> _SUPPLIED MATERIAL_
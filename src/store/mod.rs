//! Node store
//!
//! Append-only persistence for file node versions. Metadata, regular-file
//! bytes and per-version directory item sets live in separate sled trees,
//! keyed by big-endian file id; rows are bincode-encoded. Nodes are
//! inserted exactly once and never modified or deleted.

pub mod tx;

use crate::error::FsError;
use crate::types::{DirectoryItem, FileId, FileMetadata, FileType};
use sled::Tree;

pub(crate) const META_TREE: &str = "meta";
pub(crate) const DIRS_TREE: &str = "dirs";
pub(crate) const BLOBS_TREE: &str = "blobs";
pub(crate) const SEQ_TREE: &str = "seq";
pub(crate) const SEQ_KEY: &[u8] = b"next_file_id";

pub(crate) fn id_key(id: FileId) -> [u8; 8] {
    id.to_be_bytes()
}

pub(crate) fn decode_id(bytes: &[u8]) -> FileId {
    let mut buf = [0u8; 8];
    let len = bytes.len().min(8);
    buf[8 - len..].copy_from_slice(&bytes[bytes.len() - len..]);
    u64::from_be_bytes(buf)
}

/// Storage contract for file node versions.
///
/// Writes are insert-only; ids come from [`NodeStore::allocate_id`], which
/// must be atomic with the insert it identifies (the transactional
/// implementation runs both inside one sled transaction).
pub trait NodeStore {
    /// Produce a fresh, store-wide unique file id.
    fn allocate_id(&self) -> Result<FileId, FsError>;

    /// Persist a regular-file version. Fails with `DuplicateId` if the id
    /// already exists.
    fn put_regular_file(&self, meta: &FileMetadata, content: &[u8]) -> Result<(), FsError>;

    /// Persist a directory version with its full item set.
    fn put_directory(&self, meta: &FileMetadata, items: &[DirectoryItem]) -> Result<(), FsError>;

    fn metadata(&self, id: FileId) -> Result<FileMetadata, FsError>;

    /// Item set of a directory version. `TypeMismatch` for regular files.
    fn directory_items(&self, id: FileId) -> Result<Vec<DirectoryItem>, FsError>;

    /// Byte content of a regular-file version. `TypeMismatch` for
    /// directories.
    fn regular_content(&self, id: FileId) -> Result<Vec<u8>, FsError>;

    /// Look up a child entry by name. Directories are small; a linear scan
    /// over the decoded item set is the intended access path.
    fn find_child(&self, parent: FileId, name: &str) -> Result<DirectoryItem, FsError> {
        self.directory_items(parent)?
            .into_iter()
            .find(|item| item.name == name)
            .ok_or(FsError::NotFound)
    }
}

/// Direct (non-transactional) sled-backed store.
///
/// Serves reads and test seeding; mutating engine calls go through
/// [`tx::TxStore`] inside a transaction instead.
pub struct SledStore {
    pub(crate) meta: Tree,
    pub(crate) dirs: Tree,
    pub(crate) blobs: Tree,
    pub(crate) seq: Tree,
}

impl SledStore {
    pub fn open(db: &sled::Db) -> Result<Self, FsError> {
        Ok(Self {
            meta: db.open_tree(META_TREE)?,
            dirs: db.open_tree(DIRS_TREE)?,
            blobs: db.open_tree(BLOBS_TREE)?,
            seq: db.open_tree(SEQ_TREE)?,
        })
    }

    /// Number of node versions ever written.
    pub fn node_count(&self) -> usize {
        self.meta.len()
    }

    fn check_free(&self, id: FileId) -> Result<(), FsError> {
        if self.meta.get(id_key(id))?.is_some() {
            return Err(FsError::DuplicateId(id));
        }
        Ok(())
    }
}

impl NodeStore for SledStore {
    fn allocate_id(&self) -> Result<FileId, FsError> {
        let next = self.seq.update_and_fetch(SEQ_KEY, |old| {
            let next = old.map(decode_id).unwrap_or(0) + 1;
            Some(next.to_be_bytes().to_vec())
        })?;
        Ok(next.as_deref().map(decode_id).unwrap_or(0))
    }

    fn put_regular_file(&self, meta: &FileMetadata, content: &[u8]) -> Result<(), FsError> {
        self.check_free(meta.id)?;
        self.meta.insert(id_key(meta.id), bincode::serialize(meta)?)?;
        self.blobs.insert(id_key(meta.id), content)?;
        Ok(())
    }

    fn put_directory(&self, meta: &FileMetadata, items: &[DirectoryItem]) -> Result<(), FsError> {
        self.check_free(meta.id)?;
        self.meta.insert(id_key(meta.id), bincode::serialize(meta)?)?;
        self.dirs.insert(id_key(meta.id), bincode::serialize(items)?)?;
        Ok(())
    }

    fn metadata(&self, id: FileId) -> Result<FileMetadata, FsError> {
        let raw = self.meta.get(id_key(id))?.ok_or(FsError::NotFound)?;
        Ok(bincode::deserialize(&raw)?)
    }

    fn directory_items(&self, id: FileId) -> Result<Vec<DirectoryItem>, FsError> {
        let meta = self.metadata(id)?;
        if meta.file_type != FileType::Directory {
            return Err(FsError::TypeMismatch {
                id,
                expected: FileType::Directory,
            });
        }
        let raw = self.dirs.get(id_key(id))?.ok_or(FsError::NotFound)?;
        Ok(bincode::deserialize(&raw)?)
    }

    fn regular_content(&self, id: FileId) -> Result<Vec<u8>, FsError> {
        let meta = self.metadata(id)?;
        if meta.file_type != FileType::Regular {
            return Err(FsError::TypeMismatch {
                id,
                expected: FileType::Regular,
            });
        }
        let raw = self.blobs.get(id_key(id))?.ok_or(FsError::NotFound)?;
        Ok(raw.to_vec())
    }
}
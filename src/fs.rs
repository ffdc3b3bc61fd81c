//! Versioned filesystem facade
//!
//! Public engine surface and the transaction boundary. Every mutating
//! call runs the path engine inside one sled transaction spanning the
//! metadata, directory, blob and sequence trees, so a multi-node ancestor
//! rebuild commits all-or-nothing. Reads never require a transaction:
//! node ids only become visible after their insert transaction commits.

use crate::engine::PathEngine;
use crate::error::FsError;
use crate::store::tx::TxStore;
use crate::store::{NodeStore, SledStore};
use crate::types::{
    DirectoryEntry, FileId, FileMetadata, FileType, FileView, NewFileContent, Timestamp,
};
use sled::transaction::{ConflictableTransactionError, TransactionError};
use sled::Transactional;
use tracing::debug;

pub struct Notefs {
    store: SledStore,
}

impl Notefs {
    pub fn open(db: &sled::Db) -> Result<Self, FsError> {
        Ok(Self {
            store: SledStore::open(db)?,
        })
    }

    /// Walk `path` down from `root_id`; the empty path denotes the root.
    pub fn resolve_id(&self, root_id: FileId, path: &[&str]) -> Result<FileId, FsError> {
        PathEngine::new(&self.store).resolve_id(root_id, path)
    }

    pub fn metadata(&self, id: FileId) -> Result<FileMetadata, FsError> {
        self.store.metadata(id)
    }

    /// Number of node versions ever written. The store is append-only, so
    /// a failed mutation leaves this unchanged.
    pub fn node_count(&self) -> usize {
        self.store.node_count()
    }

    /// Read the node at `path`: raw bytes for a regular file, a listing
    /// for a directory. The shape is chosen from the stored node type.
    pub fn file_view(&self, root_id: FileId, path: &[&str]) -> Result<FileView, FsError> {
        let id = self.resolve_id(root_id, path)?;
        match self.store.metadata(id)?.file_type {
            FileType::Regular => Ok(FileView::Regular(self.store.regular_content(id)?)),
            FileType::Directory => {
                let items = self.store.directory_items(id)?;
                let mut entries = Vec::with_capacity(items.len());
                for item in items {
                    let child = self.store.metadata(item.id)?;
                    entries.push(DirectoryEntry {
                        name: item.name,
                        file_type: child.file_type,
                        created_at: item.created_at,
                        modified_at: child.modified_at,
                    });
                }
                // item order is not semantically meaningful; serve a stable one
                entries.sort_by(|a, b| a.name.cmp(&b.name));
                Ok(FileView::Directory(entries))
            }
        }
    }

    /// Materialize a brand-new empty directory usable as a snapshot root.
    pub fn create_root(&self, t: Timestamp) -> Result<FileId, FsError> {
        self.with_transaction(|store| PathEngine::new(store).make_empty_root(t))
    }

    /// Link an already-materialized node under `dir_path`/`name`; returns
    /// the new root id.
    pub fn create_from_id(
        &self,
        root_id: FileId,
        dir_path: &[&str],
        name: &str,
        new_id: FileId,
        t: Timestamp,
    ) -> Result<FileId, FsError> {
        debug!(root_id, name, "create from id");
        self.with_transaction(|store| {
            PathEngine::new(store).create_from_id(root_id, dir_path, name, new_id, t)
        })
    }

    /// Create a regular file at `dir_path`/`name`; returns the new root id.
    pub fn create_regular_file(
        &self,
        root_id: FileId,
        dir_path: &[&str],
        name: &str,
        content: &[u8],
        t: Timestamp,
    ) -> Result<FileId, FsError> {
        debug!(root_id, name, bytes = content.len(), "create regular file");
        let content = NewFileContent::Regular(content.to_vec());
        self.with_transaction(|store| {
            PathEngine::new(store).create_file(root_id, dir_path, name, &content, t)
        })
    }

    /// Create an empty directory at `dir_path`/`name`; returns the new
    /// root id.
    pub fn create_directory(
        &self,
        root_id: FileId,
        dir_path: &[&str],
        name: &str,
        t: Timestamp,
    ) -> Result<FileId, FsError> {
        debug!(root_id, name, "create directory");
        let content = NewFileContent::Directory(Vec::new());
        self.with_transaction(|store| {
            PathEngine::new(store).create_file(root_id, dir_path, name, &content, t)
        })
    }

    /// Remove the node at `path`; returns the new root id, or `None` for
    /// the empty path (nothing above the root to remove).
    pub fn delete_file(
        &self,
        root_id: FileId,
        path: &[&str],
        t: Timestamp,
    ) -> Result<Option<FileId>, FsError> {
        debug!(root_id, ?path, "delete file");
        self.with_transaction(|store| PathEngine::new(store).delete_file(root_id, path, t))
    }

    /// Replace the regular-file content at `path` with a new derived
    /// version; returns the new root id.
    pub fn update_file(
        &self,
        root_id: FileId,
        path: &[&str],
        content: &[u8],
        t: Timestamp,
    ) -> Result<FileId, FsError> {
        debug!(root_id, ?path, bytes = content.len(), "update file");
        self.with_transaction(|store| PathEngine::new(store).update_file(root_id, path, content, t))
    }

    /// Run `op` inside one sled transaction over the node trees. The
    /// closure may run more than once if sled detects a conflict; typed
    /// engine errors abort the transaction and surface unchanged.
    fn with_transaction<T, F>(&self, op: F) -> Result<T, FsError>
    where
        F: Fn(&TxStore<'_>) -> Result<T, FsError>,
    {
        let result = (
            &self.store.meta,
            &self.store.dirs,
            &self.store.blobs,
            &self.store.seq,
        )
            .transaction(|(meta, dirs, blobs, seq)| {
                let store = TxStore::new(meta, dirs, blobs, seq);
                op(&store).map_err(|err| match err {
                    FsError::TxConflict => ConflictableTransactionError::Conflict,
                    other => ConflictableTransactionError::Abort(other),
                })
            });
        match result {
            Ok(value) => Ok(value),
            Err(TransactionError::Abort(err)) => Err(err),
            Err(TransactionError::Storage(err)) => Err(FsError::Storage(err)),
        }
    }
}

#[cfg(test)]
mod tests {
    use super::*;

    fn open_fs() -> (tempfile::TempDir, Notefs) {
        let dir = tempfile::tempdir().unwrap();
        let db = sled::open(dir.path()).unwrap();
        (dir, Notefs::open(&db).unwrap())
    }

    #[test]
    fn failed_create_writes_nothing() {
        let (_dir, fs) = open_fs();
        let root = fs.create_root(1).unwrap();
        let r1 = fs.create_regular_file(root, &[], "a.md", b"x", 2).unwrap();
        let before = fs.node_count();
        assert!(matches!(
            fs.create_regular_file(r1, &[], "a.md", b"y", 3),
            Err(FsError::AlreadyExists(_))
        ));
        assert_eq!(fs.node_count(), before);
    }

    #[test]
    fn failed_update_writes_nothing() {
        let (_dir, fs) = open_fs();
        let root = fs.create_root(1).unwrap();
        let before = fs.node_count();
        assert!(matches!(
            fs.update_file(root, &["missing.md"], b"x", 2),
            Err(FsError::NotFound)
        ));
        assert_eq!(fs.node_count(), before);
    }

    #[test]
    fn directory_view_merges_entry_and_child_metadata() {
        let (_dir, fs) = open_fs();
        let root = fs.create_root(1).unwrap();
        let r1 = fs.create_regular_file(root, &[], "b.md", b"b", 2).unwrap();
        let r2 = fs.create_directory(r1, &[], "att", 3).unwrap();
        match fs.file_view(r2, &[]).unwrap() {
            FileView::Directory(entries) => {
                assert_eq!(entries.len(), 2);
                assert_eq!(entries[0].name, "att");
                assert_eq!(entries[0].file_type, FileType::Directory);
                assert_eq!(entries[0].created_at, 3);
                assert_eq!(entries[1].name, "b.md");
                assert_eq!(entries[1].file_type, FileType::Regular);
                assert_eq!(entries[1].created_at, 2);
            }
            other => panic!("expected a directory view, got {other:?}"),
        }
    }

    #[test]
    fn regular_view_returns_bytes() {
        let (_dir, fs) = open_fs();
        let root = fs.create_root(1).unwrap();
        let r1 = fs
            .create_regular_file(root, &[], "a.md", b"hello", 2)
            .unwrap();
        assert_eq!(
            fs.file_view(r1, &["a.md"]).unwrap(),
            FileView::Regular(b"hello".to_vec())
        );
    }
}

> _PROBLEM TO SOLVE_
Output exactly the span of lines beginning at the first line of the records and ending at the line that holds "Writes are insert-only;", inclusive, with no other text.

> _SOLUTION_
filename src/store/mod.rs
//! Node store
//!
//! Append-only persistence for file node versions. Metadata, regular-file
//! bytes and per-version directory item sets live in separate sled trees,
//! keyed by big-endian file id; rows are bincode-encoded. Nodes are
//! inserted exactly once and never modified or deleted.

pub mod tx;

use crate::error::FsError;
use crate::types::{DirectoryItem, FileId, FileMetadata, FileType};
use sled::Tree;

pub(crate) const META_TREE: &str = "meta";
pub(crate) const DIRS_TREE: &str = "dirs";
pub(crate) const BLOBS_TREE: &str = "blobs";
pub(crate) const SEQ_TREE: &str = "seq";
pub(crate) const SEQ_KEY: &[u8] = b"next_file_id";

pub(crate) fn id_key(id: FileId) -> [u8; 8] {
    id.to_be_bytes()
}

pub(crate) fn decode_id(bytes: &[u8]) -> FileId {
    let mut buf = [0u8; 8];
    let len = bytes.len().min(8);
    buf[8 - len..].copy_from_slice(&bytes[bytes.len() - len..]);
    u64::from_be_bytes(buf)
}

/// Storage contract for file node versions.
///
/// Writes are insert-only; ids come from [`NodeStore::allocate_id`], which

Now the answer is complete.